Esses números consolidaram aquilo que muitos executivos da indústria esportiva já vinham afirmando: Caitlin Clark havia se tornado uma das atletas mais valiosas do esporte mundial.

Do túnel à primeira fila: como Caitlin Clark conquistou a moda
Parte do sucesso de Caitlin Clark também passa pela imagem que construiu fora das quadras. Assim como acontece na NBA, os corredores que levam até a arena se transformaram em uma espécie de passarela, e cada aparição da armadora reforça seu estilo pessoal. Entre seus tunnel fits, predominam a alfaiataria de modelagem ampla, camisas de botões, gravatas, jeans de corte reto e mocassins, sempre equilibrando referências do guarda-roupa masculino com uma estética minimalista.

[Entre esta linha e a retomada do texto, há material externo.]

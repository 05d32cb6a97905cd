//! When messages happen: time range, histograms and monthly series.

use super::{peak_index, AnalysisContext};
use chrono::{DateTime, Datelike, Timelike, Utc};
use serde::Serialize;
use std::collections::BTreeMap;

/// Activity metrics. Buckets use the configured local offset.
#[derive(Debug, Clone, Default, Serialize)]
pub struct ActivityStats {
    pub first_message: Option<DateTime<Utc>>,
    pub last_message: Option<DateTime<Utc>>,
    /// Whole days between first and last message
    pub span_days: i64,
    pub utc_offset_minutes: i32,
    /// Messages per hour of day (0-23)
    pub hourly: [u64; 24],
    /// Messages per weekday (0 = Monday)
    pub daily: [u64; 7],
    /// `heatmap[weekday][hour]`
    pub heatmap: [[u64; 24]; 7],
    /// Messages per `YYYY-MM`, ascending; months without messages are absent
    pub monthly: Vec<MonthCount>,
    pub peak_hour: Option<usize>,
    pub busiest_day: Option<usize>,
}

/// Message count for one calendar month.
#[derive(Debug, Clone, PartialEq, Eq, Serialize)]
pub struct MonthCount {
    /// `YYYY-MM`
    pub month: String,
    pub count: u64,
}

pub fn compute(ctx: &AnalysisContext<'_>) -> ActivityStats {
    let ds = ctx.dataset;
    let mut stats = ActivityStats {
        utc_offset_minutes: ctx.config.utc_offset_minutes,
        ..Default::default()
    };

    let mut months: BTreeMap<(i32, u32), u64> = BTreeMap::new();

    for message in &ds.messages {
        let local = ctx.local(message.timestamp);
        let hour = local.hour() as usize;
        let weekday = local.weekday().num_days_from_monday() as usize;

        stats.hourly[hour] += 1;
        stats.daily[weekday] += 1;
        stats.heatmap[weekday][hour] += 1;
        *months.entry((local.year(), local.month())).or_insert(0) += 1;
    }

    // messages are stored in time order
    stats.first_message = ds.messages.first().map(|m| m.timestamp);
    stats.last_message = ds.messages.last().map(|m| m.timestamp);
    if let (Some(first), Some(last)) = (stats.first_message, stats.last_message) {
        stats.span_days = (last - first).num_days();
    }

    stats.monthly = months
        .into_iter()
        .map(|((year, month), count)| MonthCount {
            month: format!("{:04}-{:02}", year, month),
            count,
        })
        .collect();

    stats.peak_hour = peak_index(&stats.hourly);
    stats.busiest_day = peak_index(&stats.daily);

    stats
}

Mais recentemente, Clark também estreitou sua relação com o universo do luxo ao surgir usando peças da Prada durante os playoffs da WNBA, consolidando seu nome como uma das atletas mais observadas pela indústria da moda. O movimento acompanha uma tendência cada vez mais forte: marcas de luxo voltam seus olhos para o esporte feminino, enquanto atletas deixam de ser apenas embaixadoras para se tornarem verdadeiras referências de estilo.

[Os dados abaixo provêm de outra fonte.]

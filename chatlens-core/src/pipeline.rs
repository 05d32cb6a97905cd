//! End-to-end pipeline: detect → map → resolve → aggregate → report.
//!
//! Database connections live only as long as the extraction stages need
//! them; aggregation and report assembly run on the immutable record set.
//! Fatal errors carry the [`Stage`] that produced them.

use crate::analytics;
use crate::config::Config;
use crate::contacts::{self, ContactDirectory, ContactsStatus};
use crate::error::{Result, Stage};
use crate::ingest::{self, strategies::strategy_for, KindTable};
use crate::report::{self, InputFile, Report, ReportInputs};
use crate::types::Dataset;
use std::path::{Path, PathBuf};

/// Input files of one run.
#[derive(Debug, Clone)]
pub struct PipelineInput {
    /// Message database (required)
    pub message_db: PathBuf,
    /// Contacts database (optional)
    pub contacts_db: Option<PathBuf>,
}

impl PipelineInput {
    pub fn new(message_db: impl Into<PathBuf>) -> Self {
        Self {
            message_db: message_db.into(),
            contacts_db: None,
        }
    }

    pub fn with_contacts(mut self, contacts_db: impl Into<PathBuf>) -> Self {
        self.contacts_db = Some(contacts_db.into());
        self
    }
}

/// Run the pipeline.
pub fn run(input: &PipelineInput, config: &Config) -> Result<Report> {
    run_with_progress(input, config, |_| {})
}

/// Run the pipeline, calling `on_stage` as each stage starts.
pub fn run_with_progress(
    input: &PipelineInput,
    config: &Config,
    mut on_stage: impl FnMut(Stage),
) -> Result<Report> {
    let kinds =
        KindTable::from_config(&config.classification).map_err(|e| e.in_stage(Stage::Map))?;

    on_stage(Stage::Open);
    tracing::info!(path = %input.message_db.display(), "Opening message database");
    let conn = ingest::open_read_only(&input.message_db).map_err(|e| e.in_stage(Stage::Open))?;
    let message_db =
        InputFile::identify(&input.message_db).map_err(|e| e.in_stage(Stage::Open))?;

    on_stage(Stage::Detect);
    let generation = ingest::detect(&conn).map_err(|e| e.in_stage(Stage::Detect))?;
    tracing::info!(generation = %generation, "Detected schema generation");

    on_stage(Stage::Map);
    let dataset = strategy_for(generation)
        .extract(&conn, &kinds)
        .map_err(|e| e.in_stage(Stage::Map))?;
    drop(conn);

    if dataset.is_empty() {
        tracing::warn!("No messages could be mapped; report will be empty");
    }

    on_stage(Stage::Resolve);
    let (contacts, contacts_status, contacts_db) =
        resolve_contacts(&dataset, input.contacts_db.as_deref());

    on_stage(Stage::Aggregate);
    let stats = analytics::aggregate(&dataset, &contacts, &config.analysis)
        .map_err(|e| e.in_stage(Stage::Aggregate))?;

    on_stage(Stage::Report);
    Ok(report::build(ReportInputs {
        dataset: &dataset,
        contacts: &contacts,
        contacts_status,
        stats,
        message_db,
        contacts_db,
        config: &config.analysis,
    }))
}

/// Resolve contacts, degrading to an empty directory on any failure.
fn resolve_contacts(
    dataset: &Dataset,
    path: Option<&Path>,
) -> (ContactDirectory, ContactsStatus, Option<InputFile>) {
    let Some(path) = path else {
        return (
            contacts::resolve(dataset, None).unwrap_or_default(),
            ContactsStatus::Absent,
            None,
        );
    };

    let degrade = |reason: String| {
        tracing::warn!(
            path = %path.display(),
            reason = %reason,
            "Contacts database unusable, using raw identifiers"
        );
        (
            ContactDirectory::empty(),
            ContactsStatus::Unreadable { reason },
        )
    };

    let conn = match ingest::open_read_only(path) {
        Ok(conn) => conn,
        Err(e) => {
            let (directory, status) = degrade(e.to_string());
            return (directory, status, None);
        }
    };
    let file = InputFile::identify(path).ok();

    let (directory, status) = match contacts::resolve(dataset, Some(&conn)) {
        Ok(directory) => {
            let status = ContactsStatus::Loaded {
                contacts: directory.len(),
            };
            (directory, status)
        }
        Err(e) => degrade(e.to_string()),
    };

    (directory, status, file)
}

#[cfg(test)]
mod tests {
    use super::*;
    use crate::error::Error;
    use rusqlite::Connection;

    fn message_db(dir: &Path) -> PathBuf {
        let path = dir.join("msgstore.db");
        let conn = Connection::open(&path).unwrap();
        conn.execute_batch(
            "CREATE TABLE messages (_id INTEGER PRIMARY KEY, key_remote_jid TEXT, key_from_me INTEGER,
                 data TEXT, timestamp INTEGER);
             INSERT INTO messages VALUES (1, 'a@s.whatsapp.net', 0, 'hi', 1000);
             INSERT INTO messages VALUES (2, 'a@s.whatsapp.net', 1, 'hello', 61000);",
        )
        .unwrap();
        path
    }

    #[test]
    fn test_run_without_contacts() {
        crate::logging::init_test();
        let dir = tempfile::tempdir().unwrap();
        let input = PipelineInput::new(message_db(dir.path()));

        let mut stages = Vec::new();
        let report = run_with_progress(&input, &Config::default(), |s| stages.push(s)).unwrap();

        assert_eq!(
            stages,
            vec![
                Stage::Open,
                Stage::Detect,
                Stage::Map,
                Stage::Resolve,
                Stage::Aggregate,
                Stage::Report
            ]
        );
        assert_eq!(report.stats.volume.total_messages, 2);
        assert_eq!(report.metadata.contacts_status, ContactsStatus::Absent);
        assert_eq!(
            report.stats.top_contacts[0].display_name,
            "a@s.whatsapp.net"
        );
    }

    #[test]
    fn test_missing_input_is_open_stage_error() {
        let dir = tempfile::tempdir().unwrap();
        let input = PipelineInput::new(dir.path().join("nope.db"));
        let err = run(&input, &Config::default()).unwrap_err();
        assert_eq!(err.stage(), Some(Stage::Open));
    }

    #[test]
    fn test_unsupported_schema_is_detect_stage_error() {
        let dir = tempfile::tempdir().unwrap();
        let path = dir.path().join("other.db");
        Connection::open(&path)
            .unwrap()
            .execute_batch("CREATE TABLE notes (id INTEGER)")
            .unwrap();

        let err = run(&PipelineInput::new(&path), &Config::default()).unwrap_err();
        assert_eq!(err.stage(), Some(Stage::Detect));
        match err {
            Error::Stage { source, .. } => {
                assert!(matches!(*source, Error::UnsupportedSchema { .. }))
            }
            other => panic!("unexpected error: {}", other),
        }
    }

    #[test]
    fn test_unreadable_contacts_degrade() {
        crate::logging::init_test();
        let dir = tempfile::tempdir().unwrap();
        let contacts = dir.path().join("wa.db");
        std::fs::write(&contacts, "not a database ".repeat(64)).unwrap();

        let input = PipelineInput::new(message_db(dir.path())).with_contacts(&contacts);
        let report = run(&input, &Config::default()).unwrap();

        assert!(matches!(
            report.metadata.contacts_status,
            ContactsStatus::Unreadable { .. }
        ));
        assert_eq!(report.metadata.resolved_contacts, 0);
    }

    #[test]
    fn test_missing_contacts_file_degrades() {
        let dir = tempfile::tempdir().unwrap();
        let input =
            PipelineInput::new(message_db(dir.path())).with_contacts(dir.path().join("none.db"));
        let report = run(&input, &Config::default()).unwrap();
        assert!(matches!(
            report.metadata.contacts_status,
            ContactsStatus::Unreadable { .. }
        ));
        assert!(report.metadata.contacts_db.is_none());
    }
}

Nesse cenário, os tunnel fits deixaram de ser apenas registros de chegada aos jogos para se tornarem parte da narrativa construída pelas atletas. No caso de Caitlin Clark, eles ajudam a reforçar uma imagem que combina autenticidade, sofisticação e apelo comercial — elementos que explicam por que o chamado CC Effect acontece muito além das estatísticas dentro de quadra.
Nike, Wilson e contratos milionários
A armadora assinou um contrato de longo prazo com a Nike, avaliado em cerca de US$28 milhões, que inclui uma linha própria de produtos e o desenvolvimento de seu tênis assinatura.
Ela também entrou para a história ao se tornar a primeira atleta mulher a lançar uma coleção assinatura de bolas de basquete com a Wilson, feito comparado ao legado construído por Michael Jordan dentro da marca.
Além disso, seu portfólio de patrocinadores reúne empresas como Gatorade, State Farm, Bose, Goldman Sachs, Buick e Topps, reforçando seu posicionamento como uma das atletas mais desejadas pelo mercado publicitário.

O Caitlin Clark Effect mostra que o esporte feminino vive um novo momento. Hoje, desempenho, moda, influência digital e consumo caminham lado a lado, criando atletas que movimentam não apenas campeonatos, mas também tendências culturais.
Ela lota ginásios, inspira meninas a praticarem esporte, impulsiona coleções esportivas e prova que uma atleta pode ocupar o mesmo espaço de grandes estrelas da cultura pop. Se antes o sucesso de uma jogadora era medido apenas pelos pontos marcados, hoje ele também pode ser visto nas vitrines, nas campanhas de moda e na capacidade de transformar toda uma indústria.